On the other side, cryptography, steganography, and watermarking are considered the fundamental methods of information hiding and copyright protection (Gaber & Zhang, 2012, Gaber et al., 2013). Cryptography is the study of methods of sending messages (plain text) in a distinct form where only the intended recipients can remove the disguise and read the message (ciphertext) (Simmons, 1998). The Cryptography consists of two processes. The first is enciphering that converting a plaintext to a ciphertext. The second is the deciphering or decryption that is the reverse process. Only a person who possesses appropriate key (or keys) can decrypt the encrypted data (Diffie & Hellman, 1976). Steganography, derived from Greek, literally means “covered writing” is the art of hiding information in other data in ways that prevent the detection of hidden message (Franz et al., 1996). A Stenographic system is typically not required to be robust against the intentional removal of the hidden message (Acken, 1998). Watermarking is the process that embeds data called a watermark into media (Huang and Ye, 2012). After that, the watermark can be detected or extracted later to check if the media is tampered or not. The media may be text or image or audio or video. It provides an indication of ownership of the digital data. Watermarking techniques are particular embodiments of steganography. Any watermarking scheme/algorithm consists of three parts the watermark, the encoder, the decoder and comparator (Tong et al., 2013a).
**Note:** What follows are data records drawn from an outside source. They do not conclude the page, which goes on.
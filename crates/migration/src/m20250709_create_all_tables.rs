use sea_orm_migration::prelude::*;

#[derive(DeriveMigrationName)]
pub struct Migration;

#[async_trait::async_trait]
impl MigrationTrait for Migration {
    async fn up(&self, manager: &SchemaManager) -> Result<(), DbErr> {
        // Create genres table
        manager
            .create_table(
                Table::create()
                    .table(Genres::Table)
                    .if_not_exists()
                    .col(
                        ColumnDef::new(Genres::Id)
                            .integer()
                            .not_null()
                            .auto_increment()
                            .primary_key(),
                    )
                    .col(
                        ColumnDef::new(Genres::Name)
                            .string_len(255)
                            .not_null()
                            .unique_key(),
                    )
                    .to_owned(),
            )
            .await?;

        // Create actors table
        manager
            .create_table(
                Table::create()
                    .table(Actors::Table)
                    .if_not_exists()
                    .col(
                        ColumnDef::new(Actors::Id)
                            .integer()
                            .not_null()
                            .auto_increment()
                            .primary_key(),
                    )
                    .col(ColumnDef::new(Actors::FirstName).string_len(255).not_null())
                    .col(ColumnDef::new(Actors::LastName).string_len(255).not_null())
                    .to_owned(),
            )
            .await?;

        // Create cinema_halls table
        manager
            .create_table(
                Table::create()
                    .table(CinemaHalls::Table)
                    .if_not_exists()
                    .col(
                        ColumnDef::new(CinemaHalls::Id)
                            .integer()
                            .not_null()
                            .auto_increment()
                            .primary_key(),
                    )
                    .col(ColumnDef::new(CinemaHalls::Name).string_len(255).not_null())
                    .col(ColumnDef::new(CinemaHalls::Rows).integer().not_null())
                    .col(ColumnDef::new(CinemaHalls::SeatsInRow).integer().not_null())
                    .to_owned(),
            )
            .await?;

        // Create movies table
        manager
            .create_table(
                Table::create()
                    .table(Movies::Table)
                    .if_not_exists()
                    .col(
                        ColumnDef::new(Movies::Id)
                            .integer()
                            .not_null()
                            .auto_increment()
                            .primary_key(),
                    )
                    .col(ColumnDef::new(Movies::Title).string_len(255).not_null())
                    .col(ColumnDef::new(Movies::Description).text().not_null())
                    .col(ColumnDef::new(Movies::Duration).integer().not_null())
                    .to_owned(),
            )
            .await?;

        // Create movie_genres junction table (many-to-many)
        manager
            .create_table(
                Table::create()
                    .table(MovieGenres::Table)
                    .if_not_exists()
                    .col(ColumnDef::new(MovieGenres::MovieId).integer().not_null())
                    .col(ColumnDef::new(MovieGenres::GenreId).integer().not_null())
                    .primary_key(
                        Index::create()
                            .col(MovieGenres::MovieId)
                            .col(MovieGenres::GenreId),
                    )
                    .foreign_key(
                        ForeignKey::create()
                            .name("fk-movie_genres-movie_id")
                            .from(MovieGenres::Table, MovieGenres::MovieId)
                            .to(Movies::Table, Movies::Id)
                            .on_delete(ForeignKeyAction::Cascade),
                    )
                    .foreign_key(
                        ForeignKey::create()
                            .name("fk-movie_genres-genre_id")
                            .from(MovieGenres::Table, MovieGenres::GenreId)
                            .to(Genres::Table, Genres::Id)
                            .on_delete(ForeignKeyAction::Cascade),
                    )
                    .to_owned(),
            )
            .await?;

        // Create movie_actors junction table (many-to-many)
        manager
            .create_table(
                Table::create()
                    .table(MovieActors::Table)
                    .if_not_exists()
                    .col(ColumnDef::new(MovieActors::MovieId).integer().not_null())
                    .col(ColumnDef::new(MovieActors::ActorId).integer().not_null())
                    .primary_key(
                        Index::create()
                            .col(MovieActors::MovieId)
                            .col(MovieActors::ActorId),
                    )
                    .foreign_key(
                        ForeignKey::create()
                            .name("fk-movie_actors-movie_id")
                            .from(MovieActors::Table, MovieActors::MovieId)
                            .to(Movies::Table, Movies::Id)
                            .on_delete(ForeignKeyAction::Cascade),
                    )
                    .foreign_key(
                        ForeignKey::create()
                            .name("fk-movie_actors-actor_id")
                            .from(MovieActors::Table, MovieActors::ActorId)
                            .to(Actors::Table, Actors::Id)
                            .on_delete(ForeignKeyAction::Cascade),
                    )
                    .to_owned(),
            )
            .await?;

        // Create movie_sessions table
        manager
            .create_table(
                Table::create()
                    .table(MovieSessions::Table)
                    .if_not_exists()
                    .col(
                        ColumnDef::new(MovieSessions::Id)
                            .integer()
                            .not_null()
                            .auto_increment()
                            .primary_key(),
                    )
                    .col(
                        ColumnDef::new(MovieSessions::ShowTime)
                            .date_time()
                            .not_null(),
                    )
                    .col(ColumnDef::new(MovieSessions::MovieId).integer().not_null())
                    .col(
                        ColumnDef::new(MovieSessions::CinemaHallId)
                            .integer()
                            .not_null(),
                    )
                    .foreign_key(
                        ForeignKey::create()
                            .name("fk-movie_sessions-movie_id")
                            .from(MovieSessions::Table, MovieSessions::MovieId)
                            .to(Movies::Table, Movies::Id)
                            .on_delete(ForeignKeyAction::Cascade),
                    )
                    .foreign_key(
                        ForeignKey::create()
                            .name("fk-movie_sessions-cinema_hall_id")
                            .from(MovieSessions::Table, MovieSessions::CinemaHallId)
                            .to(CinemaHalls::Table, CinemaHalls::Id)
                            .on_delete(ForeignKeyAction::Cascade),
                    )
                    .to_owned(),
            )
            .await?;

        // Create orders table
        manager
            .create_table(
                Table::create()
                    .table(Orders::Table)
                    .if_not_exists()
                    .col(
                        ColumnDef::new(Orders::Id)
                            .integer()
                            .not_null()
                            .auto_increment()
                            .primary_key(),
                    )
                    .col(ColumnDef::new(Orders::CreatedAt).date_time().not_null())
                    .col(ColumnDef::new(Orders::UserId).string_len(255).not_null())
                    .to_owned(),
            )
            .await?;

        // Create tickets table
        manager
            .create_table(
                Table::create()
                    .table(Tickets::Table)
                    .if_not_exists()
                    .col(
                        ColumnDef::new(Tickets::Id)
                            .integer()
                            .not_null()
                            .auto_increment()
                            .primary_key(),
                    )
                    .col(ColumnDef::new(Tickets::Row).integer().not_null())
                    .col(ColumnDef::new(Tickets::Seat).integer().not_null())
                    .col(
                        ColumnDef::new(Tickets::MovieSessionId)
                            .integer()
                            .not_null(),
                    )
                    .col(ColumnDef::new(Tickets::OrderId).integer().not_null())
                    .foreign_key(
                        ForeignKey::create()
                            .name("fk-tickets-movie_session_id")
                            .from(Tickets::Table, Tickets::MovieSessionId)
                            .to(MovieSessions::Table, MovieSessions::Id)
                            .on_delete(ForeignKeyAction::Cascade),
                    )
                    .foreign_key(
                        ForeignKey::create()
                            .name("fk-tickets-order_id")
                            .from(Tickets::Table, Tickets::OrderId)
                            .to(Orders::Table, Orders::Id)
                            .on_delete(ForeignKeyAction::Cascade),
                    )
                    .to_owned(),
            )
            .await?;

        Ok(())
    }

    async fn down(&self, manager: &SchemaManager) -> Result<(), DbErr> {
        // Drop in reverse dependency order
        manager
            .drop_table(Table::drop().table(Tickets::Table).to_owned())
            .await?;
        manager
            .drop_table(Table::drop().table(Orders::Table).to_owned())
            .await?;
        manager
            .drop_table(Table::drop().table(MovieSessions::Table).to_owned())
            .await?;
        manager
            .drop_table(Table::drop().table(MovieActors::Table).to_owned())
            .await?;
        manager
            .drop_table(Table::drop().table(MovieGenres::Table).to_owned())
            .await?;
        manager
            .drop_table(Table::drop().table(Movies::Table).to_owned())
            .await?;
        manager
            .drop_table(Table::drop().table(CinemaHalls::Table).to_owned())
            .await?;
        manager
            .drop_table(Table::drop().table(Actors::Table).to_owned())
            .await?;
        manager
            .drop_table(Table::drop().table(Genres::Table).to_owned())
            .await?;

        Ok(())
    }
}

#[derive(Iden)]
enum Genres {
    Table,
    Id,
    Name,
}

#[derive(Iden)]
enum Actors {
    Table,
    Id,
    FirstName,
    LastName,
}

#[derive(Iden)]
enum CinemaHalls {
    Table,
    Id,
    Name,
    Rows,
    SeatsInRow,
}

#[derive(Iden)]
enum Movies {
    Table,
    Id,
    Title,
    Description,
    Duration,
}

#[derive(Iden)]
enum MovieGenres {
    Table,
    MovieId,
    GenreId,
}

#[derive(Iden)]
enum MovieActors {
    Table,
    MovieId,
    ActorId,
}

#[derive(Iden)]
enum MovieSessions {
    Table,
    Id,
    ShowTime,
    MovieId,
    CinemaHallId,
}

#[derive(Iden)]
enum Orders {
    Table,
    Id,
    CreatedAt,
    UserId,
}

#[derive(Iden)]
enum Tickets {
    Table,
    Id,
    Row,
    Seat,
    MovieSessionId,
    OrderId,
}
Therefore, the digital multimedia authentication and copyright have become an important issue, so digital watermarking has been proposed (Madduma and Ramanna, 2011). For instance, the ease and extent of such manipulations emphasize the need for image authentication techniques in applications where verification of integrity and authenticity of the image content is essential. The digital multimedia authentication and copyright can be applied to the knowledge called digital watermarking. The Application of watermarking can be divided into two categories visible watermark and invisible watermark. There are many applications for visible watermarks such as Enhanced copyright protection and Indicate ownership originals. Also, The visible watermarks can be used in following cases Enhanced copyright protection and Indicate ownership originals. Also, Invisible watermarks find application in following cases data authentication, data hiding, copyright protection, fingerprinting, copy protection broadcast monitoring, medical safety and indexing (Craver et al., 1998).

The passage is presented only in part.